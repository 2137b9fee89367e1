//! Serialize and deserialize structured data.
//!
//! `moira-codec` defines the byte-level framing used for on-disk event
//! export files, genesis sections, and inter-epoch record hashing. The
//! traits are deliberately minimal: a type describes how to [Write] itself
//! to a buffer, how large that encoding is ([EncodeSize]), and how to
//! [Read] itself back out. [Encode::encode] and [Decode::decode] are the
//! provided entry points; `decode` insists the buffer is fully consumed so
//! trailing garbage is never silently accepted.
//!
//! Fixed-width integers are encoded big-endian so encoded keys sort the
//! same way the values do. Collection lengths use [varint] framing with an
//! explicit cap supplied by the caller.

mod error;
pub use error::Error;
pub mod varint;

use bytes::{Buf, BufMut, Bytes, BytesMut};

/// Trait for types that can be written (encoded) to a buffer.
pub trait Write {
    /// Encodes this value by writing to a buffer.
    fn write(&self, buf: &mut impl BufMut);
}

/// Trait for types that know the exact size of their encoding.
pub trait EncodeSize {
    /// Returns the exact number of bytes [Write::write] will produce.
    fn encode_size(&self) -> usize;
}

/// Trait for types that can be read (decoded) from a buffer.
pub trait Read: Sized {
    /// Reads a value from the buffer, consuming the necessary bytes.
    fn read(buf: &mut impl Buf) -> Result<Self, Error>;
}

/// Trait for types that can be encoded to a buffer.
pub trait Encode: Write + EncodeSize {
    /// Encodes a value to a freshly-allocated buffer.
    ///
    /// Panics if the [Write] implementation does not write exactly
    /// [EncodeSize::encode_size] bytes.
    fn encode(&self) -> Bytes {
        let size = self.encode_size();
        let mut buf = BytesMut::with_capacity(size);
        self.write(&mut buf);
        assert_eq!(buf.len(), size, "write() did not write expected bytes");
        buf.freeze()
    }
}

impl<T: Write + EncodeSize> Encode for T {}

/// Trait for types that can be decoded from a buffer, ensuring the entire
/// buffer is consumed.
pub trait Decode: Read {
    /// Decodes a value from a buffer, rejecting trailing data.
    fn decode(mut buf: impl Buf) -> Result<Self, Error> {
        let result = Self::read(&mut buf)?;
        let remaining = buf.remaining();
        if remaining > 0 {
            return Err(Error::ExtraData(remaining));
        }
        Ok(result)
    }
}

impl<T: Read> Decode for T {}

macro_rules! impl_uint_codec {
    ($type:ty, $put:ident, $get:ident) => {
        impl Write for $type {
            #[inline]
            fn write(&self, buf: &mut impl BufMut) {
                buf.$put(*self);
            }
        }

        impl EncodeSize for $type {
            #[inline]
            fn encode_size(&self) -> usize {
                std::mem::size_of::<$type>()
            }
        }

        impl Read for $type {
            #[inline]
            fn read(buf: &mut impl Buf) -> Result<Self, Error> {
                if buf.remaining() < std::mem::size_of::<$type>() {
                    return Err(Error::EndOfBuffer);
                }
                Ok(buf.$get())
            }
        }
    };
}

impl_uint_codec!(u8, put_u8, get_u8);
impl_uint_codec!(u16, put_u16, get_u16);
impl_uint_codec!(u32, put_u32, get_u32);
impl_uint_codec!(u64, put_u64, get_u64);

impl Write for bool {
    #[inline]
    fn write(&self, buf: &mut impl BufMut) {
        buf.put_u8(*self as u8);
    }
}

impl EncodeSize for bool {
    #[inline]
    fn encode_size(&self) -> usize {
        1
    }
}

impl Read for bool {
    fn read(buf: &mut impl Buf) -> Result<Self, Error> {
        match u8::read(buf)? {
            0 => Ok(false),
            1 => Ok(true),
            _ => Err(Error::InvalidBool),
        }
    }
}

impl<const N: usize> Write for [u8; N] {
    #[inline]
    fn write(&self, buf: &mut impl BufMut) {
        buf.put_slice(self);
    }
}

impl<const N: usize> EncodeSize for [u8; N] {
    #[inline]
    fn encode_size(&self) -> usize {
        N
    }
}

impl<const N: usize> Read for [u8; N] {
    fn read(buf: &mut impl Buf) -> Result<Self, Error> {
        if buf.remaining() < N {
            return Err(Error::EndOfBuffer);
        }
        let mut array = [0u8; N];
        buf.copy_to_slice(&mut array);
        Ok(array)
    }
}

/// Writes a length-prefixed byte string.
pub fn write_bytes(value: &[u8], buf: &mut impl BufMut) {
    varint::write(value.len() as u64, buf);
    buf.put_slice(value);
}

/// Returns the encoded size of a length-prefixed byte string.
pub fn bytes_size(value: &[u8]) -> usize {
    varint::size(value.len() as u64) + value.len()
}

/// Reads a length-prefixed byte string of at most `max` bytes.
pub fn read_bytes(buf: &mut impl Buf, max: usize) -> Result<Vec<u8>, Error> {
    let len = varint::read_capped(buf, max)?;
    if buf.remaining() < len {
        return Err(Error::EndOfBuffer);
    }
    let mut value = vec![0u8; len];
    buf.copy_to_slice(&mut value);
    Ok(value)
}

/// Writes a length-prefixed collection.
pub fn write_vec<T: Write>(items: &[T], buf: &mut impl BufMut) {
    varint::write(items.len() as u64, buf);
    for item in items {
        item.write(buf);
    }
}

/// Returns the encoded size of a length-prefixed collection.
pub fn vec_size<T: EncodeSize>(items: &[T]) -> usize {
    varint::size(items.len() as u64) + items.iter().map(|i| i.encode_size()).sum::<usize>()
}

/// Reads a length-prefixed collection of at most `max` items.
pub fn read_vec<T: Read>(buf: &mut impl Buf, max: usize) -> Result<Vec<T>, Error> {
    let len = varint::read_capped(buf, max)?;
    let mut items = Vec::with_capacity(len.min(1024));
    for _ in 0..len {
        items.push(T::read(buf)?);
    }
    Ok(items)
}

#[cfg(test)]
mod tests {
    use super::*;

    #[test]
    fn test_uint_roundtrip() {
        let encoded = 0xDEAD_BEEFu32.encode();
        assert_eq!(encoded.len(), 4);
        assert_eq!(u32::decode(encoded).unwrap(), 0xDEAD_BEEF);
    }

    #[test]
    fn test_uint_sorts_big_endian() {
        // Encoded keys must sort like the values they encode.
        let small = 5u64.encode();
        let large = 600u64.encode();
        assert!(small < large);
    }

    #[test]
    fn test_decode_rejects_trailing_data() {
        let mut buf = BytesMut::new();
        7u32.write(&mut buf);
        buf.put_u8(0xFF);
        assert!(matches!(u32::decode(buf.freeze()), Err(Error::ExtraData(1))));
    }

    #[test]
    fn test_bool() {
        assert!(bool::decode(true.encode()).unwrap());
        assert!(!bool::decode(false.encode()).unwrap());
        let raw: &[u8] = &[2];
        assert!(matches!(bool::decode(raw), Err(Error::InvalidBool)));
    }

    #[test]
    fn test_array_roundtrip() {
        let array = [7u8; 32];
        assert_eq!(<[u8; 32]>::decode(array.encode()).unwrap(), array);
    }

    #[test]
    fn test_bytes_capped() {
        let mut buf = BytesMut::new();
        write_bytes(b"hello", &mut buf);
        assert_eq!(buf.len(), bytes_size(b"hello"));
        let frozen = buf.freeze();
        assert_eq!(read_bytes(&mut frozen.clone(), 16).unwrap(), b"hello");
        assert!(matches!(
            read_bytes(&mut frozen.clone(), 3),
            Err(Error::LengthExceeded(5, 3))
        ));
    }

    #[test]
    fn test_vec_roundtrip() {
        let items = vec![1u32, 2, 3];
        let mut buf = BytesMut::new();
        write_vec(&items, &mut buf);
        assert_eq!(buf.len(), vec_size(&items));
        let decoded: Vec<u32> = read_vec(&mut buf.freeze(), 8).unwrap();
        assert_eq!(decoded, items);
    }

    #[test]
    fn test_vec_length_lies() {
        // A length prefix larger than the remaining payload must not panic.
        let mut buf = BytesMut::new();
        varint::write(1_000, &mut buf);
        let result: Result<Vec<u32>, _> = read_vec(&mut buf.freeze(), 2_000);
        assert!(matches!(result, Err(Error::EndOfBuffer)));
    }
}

..........

Search the records for the word "encoding" and copy every line where it occurs.

//! to a buffer, how large that encoding is ([EncodeSize]), and how to
/// Trait for types that know the exact size of their encoding.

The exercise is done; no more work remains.